Fractionated metasecretome samples of the wheat straw cultures were prepared and analysed as described previously [23]. Briefly, soluble extracellular proteins were obtained by precipitation with five volumes on ice-cold acetone of the culture supernatant, which was clarified and filtered sterilized (0.22 µm PES filter unit) prior extraction. The concentrated protein pellet was washed twice with 80% ice-cold acetone, air-dried and resuspended in 0.5 ×  PBS (68 mM NaCl, 1.34 mM KCl, 5 mM Na2HPO4, 0.88 mM KH2PO4, pH 8.0) buffer.
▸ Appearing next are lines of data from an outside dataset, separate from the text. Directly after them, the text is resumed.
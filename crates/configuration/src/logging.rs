use crate::error::ConfigError;
use std::path::Path;
use tracing_appender::non_blocking::WorkerGuard;
use tracing_subscriber::{fmt, layer::SubscriberExt, util::SubscriberInitExt, EnvFilter};

/// Installs the global tracing subscriber.
///
/// Console output is always on. When `log_dir` is given, a second layer writes
/// to a daily rolling `opsdash.log` file there. The returned guard must be kept
/// alive for as long as file logging should keep flushing.
pub fn init_tracing(log_dir: Option<&Path>) -> Result<Option<WorkerGuard>, ConfigError> {
    let filter = EnvFilter::try_from_default_env().unwrap_or_else(|_| EnvFilter::new("info"));

    let registry = tracing_subscriber::registry().with(filter).with(fmt::layer());

    match log_dir {
        Some(dir) => {
            let appender = tracing_appender::rolling::daily(dir, "opsdash.log");
            let (writer, guard) = tracing_appender::non_blocking(appender);
            registry
                .with(fmt::layer().with_ansi(false).with_writer(writer))
                .try_init()
                .map_err(|e| ConfigError::LoggingError(e.to_string()))?;
            Ok(Some(guard))
        }
        None => {
            registry
                .try_init()
                .map_err(|e| ConfigError::LoggingError(e.to_string()))?;
            Ok(None)
        }
    }
}
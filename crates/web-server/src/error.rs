use axum::{
    http::StatusCode,
    response::{IntoResponse, Response},
    Json,
};
use core_types::ErrorCategory;
use serde_json::json;
use thiserror::Error;

#[derive(Error, Debug)]
pub enum AppError {
    #[error("Database error: {0}")]
    Database(#[from] database::DbError),
    #[error("Not found: {0}")]
    NotFound(String),
}

/// Converts our custom `AppError` into an HTTP response.
impl IntoResponse for AppError {
    fn into_response(self) -> Response {
        match self {
            AppError::Database(db_err) => {
                let diagnosis = db_err.diagnosis();
                tracing::error!(error = %db_err, category = %diagnosis.category, "Database error.");
                let status = match diagnosis.category {
                    ErrorCategory::Connection => StatusCode::SERVICE_UNAVAILABLE,
                    _ => StatusCode::INTERNAL_SERVER_ERROR,
                };
                let body = Json(json!({
                    "success": false,
                    "error": "A database error occurred",
                    "diagnosis": diagnosis,
                }));
                (status, body).into_response()
            }
            AppError::NotFound(message) => {
                let body = Json(json!({ "success": false, "error": message }));
                (StatusCode::NOT_FOUND, body).into_response()
            }
        }
    }
}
Cell wall bound and biomass adherent proteins were labelled using sulfo-NHS-SS-biotin and affinity purified. Two grams of washed (0.5 × PBS) wheat straw biomass was resuspended in 0.5 × PBS supplemented with 10 mM EZ-link-Sulfo-NHS-SS-biotin (Thermo Scientific). Following 1-h incubation at 4 °C on the rotator, the reaction was stopped by the addition of 50 mM Tris–HCl, pH 8.0. The residual biotin was removed by a biomass washing with ice-cold 0.5 × PBS (twice). For a total protein extraction, pre-warmed 2% SDS (60 °C) was added and samples were incubated for 1 h at room temperature. The mixture was centrifuged and proteins were precipitated as described above. Biotin-labelled protein pellets were solubilized in 1 × PBS (137 mM NaCl, 2.7 mM KCl, 10 mM Na2HPO4, 1.8 mM KH2PO4) containing 0.1% SDS, and passed through a 0.22-µm PES filter unit before being loaded onto pre-washed (0.1% SDS in 1 × PBS buffer) streptavidin columns (#GE17-5112-01, Thermo Scientific). Proteins were incubated on the column for 1 h at 4 °C to aid binding, before being washed with 0.1% SDS in 1 × PBS. Columns were incubated overnight at 4 °C with elution buffer of 50 mM DTT in 1 × PBS. Sequential elution of proteins from the streptavidin column was done by loading 4 times 1 ml 50 mM DTT in 1 × PBS, collecting the fraction and incubating the column for 1 h before next elution. Eluted fractions were freeze-dried, resuspended in 2 ml distilled water and desalted (Zeba, 7 K MWCO, Thermo Scientific). Supernatant and biotin-labelled protein samples were subjected to SDS-PAGE on 4–12% Bis–Tris gels, and protein bands were excised and cut into 1-mm pieces which were stored at − 80 °C prior to analysis.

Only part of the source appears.